SSML Builder Documentation - v1.0.1
    Preparing search index...

    Class ProsodyElement

    SSML element for modifying prosodic properties of speech.

    The <prosody> element provides fine-grained control over various aspects of speech synthesis including pitch, speaking rate, volume, and intonation patterns. This element is essential for creating more natural and expressive synthesized speech by adjusting how text is spoken rather than what is spoken. Prosody modifications can convey emotion, emphasis, or create specific speaking styles like whispering or shouting.

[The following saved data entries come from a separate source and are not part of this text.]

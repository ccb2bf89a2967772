//! Global identifier creation, encoding, and lookup.

use global_id::{
    capability, config, locator, GidOptions, GlobalId, Identifiable, LocateOptions, Matcher,
    TypeFilter,
};
use global_id_testing::{
    record_as, register_fixtures, test_config, Person, PersonChild, PersonModel, ACTIVE_MODEL,
};
use serial_test::serial;

const UUID: &str = "7ef9b614-353c-43a1-a203-ab2307851990";

struct Gids {
    person: GlobalId,
    uuid: GlobalId,
    namespaced: GlobalId,
    model: GlobalId,
}

fn setup() -> (config::ConfigGuard, Gids) {
    register_fixtures(locator::global());
    let guard = config::scoped(test_config());
    let gids = Gids {
        person: Person::new("5").to_gid().unwrap(),
        uuid: Person::new(UUID).to_gid().unwrap(),
        namespaced: PersonChild::new("4").to_gid().unwrap(),
        model: PersonModel::new("1").to_gid().unwrap(),
    };
    (guard, gids)
}

fn only(filter: impl Into<TypeFilter>) -> LocateOptions {
    LocateOptions::new().only(filter)
}

#[test]
#[serial]
fn test_as_string() {
    let (_guard, gids) = setup();
    assert_eq!(gids.person.to_string(), "gid://bcx/Person/5");
    assert_eq!(gids.uuid.to_string(), format!("gid://bcx/Person/{UUID}"));
    assert_eq!(gids.namespaced.to_string(), "gid://bcx/Person::Child/4");
    assert_eq!(gids.model.to_string(), "gid://bcx/PersonModel/1");
}

#[test]
#[serial]
fn test_as_param() {
    let (_guard, gids) = setup();
    let cases = [
        (&gids.person, "Z2lkOi8vYmN4L1BlcnNvbi81"),
        (
            &gids.uuid,
            "Z2lkOi8vYmN4L1BlcnNvbi83ZWY5YjYxNC0zNTNjLTQzYTEtYTIwMy1hYjIzMDc4NTE5OTA",
        ),
        (&gids.namespaced, "Z2lkOi8vYmN4L1BlcnNvbjo6Q2hpbGQvNA"),
        (&gids.model, "Z2lkOi8vYmN4L1BlcnNvbk1vZGVsLzE"),
    ];

    for (gid, param) in cases {
        assert_eq!(gid.to_param(), param);
        assert_eq!(GlobalId::parse(param).as_ref(), Some(gid));
    }
}

#[test]
#[serial]
fn test_model_components() {
    let (_guard, gids) = setup();
    assert_eq!(gids.uuid.model_id(), UUID);
    assert_eq!(gids.namespaced.model_id(), "4");
    assert_eq!(gids.person.model_name(), "Person");
    assert_eq!(gids.namespaced.model_name(), "Person::Child");
    assert_eq!(gids.model.model_name(), "PersonModel");
    assert_eq!(gids.person.app(), "bcx");
}

#[test]
#[serial]
fn test_model_class() {
    let (_guard, gids) = setup();
    assert_eq!(gids.person.model_class().unwrap().name(), "Person");
    assert_eq!(gids.uuid.model_class().unwrap().name(), "Person");
    let child = gids.namespaced.model_class().unwrap();
    assert_eq!(child.name(), "Person::Child");
    assert_eq!(child.parent(), Some("Person"));
    assert_eq!(gids.model.model_class().unwrap().name(), "PersonModel");
    assert!(GlobalId::parse("gid://bcx/Unknown/1")
        .unwrap()
        .model_class()
        .is_none());
}

#[test]
#[serial]
fn test_find() {
    let (_guard, gids) = setup();
    let found = gids.person.find(&LocateOptions::new()).unwrap();
    assert_eq!(record_as::<Person>(&found), Some(&Person::new("5")));

    let found = gids.uuid.find(&LocateOptions::new()).unwrap();
    assert_eq!(record_as::<Person>(&found), Some(&Person::new(UUID)));

    let found = gids.namespaced.find(&LocateOptions::new()).unwrap();
    assert_eq!(record_as::<PersonChild>(&found), Some(&PersonChild::new("4")));

    let found = gids.model.find(&LocateOptions::new()).unwrap();
    assert_eq!(record_as::<PersonModel>(&found), Some(&PersonModel::new("1")));
}

#[test]
#[serial]
fn test_find_with_type() {
    let (_guard, gids) = setup();
    assert!(gids.person.find(&only(TypeFilter::of_type("Person"))).is_some());
    assert!(gids.uuid.find(&only(TypeFilter::of_type("Person"))).is_some());
    assert!(gids.model.find(&only(TypeFilter::of_type("PersonModel"))).is_some());

    assert!(gids.person.find(&only(TypeFilter::of_type("Hash"))).is_none());
    assert!(gids.uuid.find(&only(TypeFilter::of_type("Array"))).is_none());
    assert!(gids.namespaced.find(&only(TypeFilter::of_type("String"))).is_none());
    assert!(gids.model.find(&only(TypeFilter::of_type("Float"))).is_none());
}

#[test]
#[serial]
fn test_find_with_subtype() {
    let (_guard, gids) = setup();
    let found = gids.namespaced.find(&only(TypeFilter::of_type("Person"))).unwrap();
    assert_eq!(record_as::<PersonChild>(&found), Some(&PersonChild::new("4")));

    assert!(gids.person.find(&only(TypeFilter::of_type("Person::Child"))).is_none());
}

#[test]
#[serial]
fn test_find_with_capability() {
    let (_guard, gids) = setup();
    let identification = || only(TypeFilter::capability(capability::IDENTIFICATION));

    assert!(gids.person.find(&identification()).is_some());
    assert!(gids.uuid.find(&identification()).is_some());
    assert!(gids.namespaced.find(&identification()).is_some());
    assert!(gids.model.find(&only(TypeFilter::capability(ACTIVE_MODEL))).is_some());

    assert!(gids.person.find(&only(TypeFilter::capability("Enumerable"))).is_none());
    assert!(gids.person.find(&only(TypeFilter::capability(ACTIVE_MODEL))).is_none());
    assert!(gids.model.find(&only(TypeFilter::capability("Enumerable"))).is_none());
}

#[test]
#[serial]
fn test_find_with_multiple_matchers() {
    let (_guard, gids) = setup();
    assert!(gids
        .person
        .find(&only(TypeFilter::of_type("Integer").or_type("Person")))
        .is_some());
    assert!(gids
        .model
        .find(&only(TypeFilter::of_type("String").or_capability(ACTIVE_MODEL)))
        .is_some());
    assert!(gids
        .namespaced
        .find(&only(vec![
            Matcher::of_type("Integer"),
            Matcher::capability(capability::IDENTIFICATION),
        ]))
        .is_some());

    assert!(gids
        .person
        .find(&only(TypeFilter::of_type("Integer").or_type("Numeric")))
        .is_none());
    assert!(gids
        .namespaced
        .find(&only(TypeFilter::capability("Enumerable").or_capability("Forwardable")))
        .is_none());
    assert!(gids.person.find(&only(TypeFilter::default())).is_none());
}

#[test]
#[serial]
fn test_param_form_finds() {
    let (_guard, gids) = setup();
    let param = gids.person.to_param();
    assert_eq!(GlobalId::parse(&param), Some(gids.person.clone()));

    let found = locator::global().locate(&param, &LocateOptions::new()).unwrap();
    assert_eq!(found.id(), gids.person.model_id());
}

#[test]
#[serial]
fn test_app_option() {
    let (_guard, _) = setup();
    let gid = GlobalId::create(&Person::new("5"), &GidOptions::new()).unwrap();
    assert_eq!(gid.to_string(), "gid://bcx/Person/5");

    let gid = GlobalId::create(&Person::new("5"), &GidOptions::new().app("foo")).unwrap();
    assert_eq!(gid.to_string(), "gid://foo/Person/5");

    let err = GlobalId::create(&Person::new("5"), &GidOptions::new().app("")).unwrap_err();
    assert!(err.is_invalid_argument());
}

#[test]
#[serial]
fn test_create_without_any_app_fails() {
    let _guard = config::scoped(config::GlobalIdConfig::new());
    let err = Person::new("5").to_gid().unwrap_err();
    assert!(err.is_invalid_argument());
}

#[test]
#[serial]
fn test_invalid_default_app() {
    let (_guard, _) = setup();
    assert!(config::set_app("").unwrap_err().is_invalid_argument());
    assert!(config::set_app("blog_app").unwrap_err().is_invalid_argument());
    assert_eq!(config::current().app(), Some("bcx"));
}

#[test]
fn test_custom_params() {
    let gid = GlobalId::parse("gid://bcx/Person/5?hello=world").unwrap();
    assert_eq!(gid.params().get("hello"), Some("world"));
}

    All prosody attributes are optional and can be combined to achieve complex speech modifications. The element affects all text and child elements within its scope, allowing for nested prosody elements with cumulative effects.

    // Slow, quiet speech
    const whisper = new ProsodyElement('This is a secret', {
    rate: 'slow',
    volume: 'soft',
    pitch: 'low'
    });
    whisper.render();
    // Output: <prosody rate="slow" volume="soft" pitch="low">This is a secret</prosody>

    // Excited speech
    const excited = new ProsodyElement('Amazing news!', {
    rate: '1.2',
    pitch: '+10%',
    volume: 'loud'
    });

    // Use with SSMLBuilder
    const ssml = new SSMLBuilder({ lang: 'en-US' })
    .voice('en-US-AvaNeural')
    .prosody('Speaking slowly', { rate: 'slow' })
    .text(' and then ')
    .prosody('speaking quickly!', { rate: 'fast' })
    .build();
    • All attributes are optional; if none are specified, default speech characteristics are used
    • Prosody can be nested, with inner elements inheriting and modifying outer settings
    • The prosody element can contain text and other elements including audio, break, p, phoneme, prosody, say-as, sub, and s [[11]]
    • Extreme values may produce unnatural-sounding speech
    • Special XML characters in text are automatically escaped
    • Different voices may interpret prosody values slightly differently

    Hierarchy (View Summary)

    Index

    Constructors

    Methods

    Constructors

    • Creates a new ProsodyElement instance.

      Parameters

      • text: string

        The text content to be spoken with modified prosody. Special XML characters (&, <, >, ", ') are automatically escaped. Can be any length of text from a single word to multiple paragraphs.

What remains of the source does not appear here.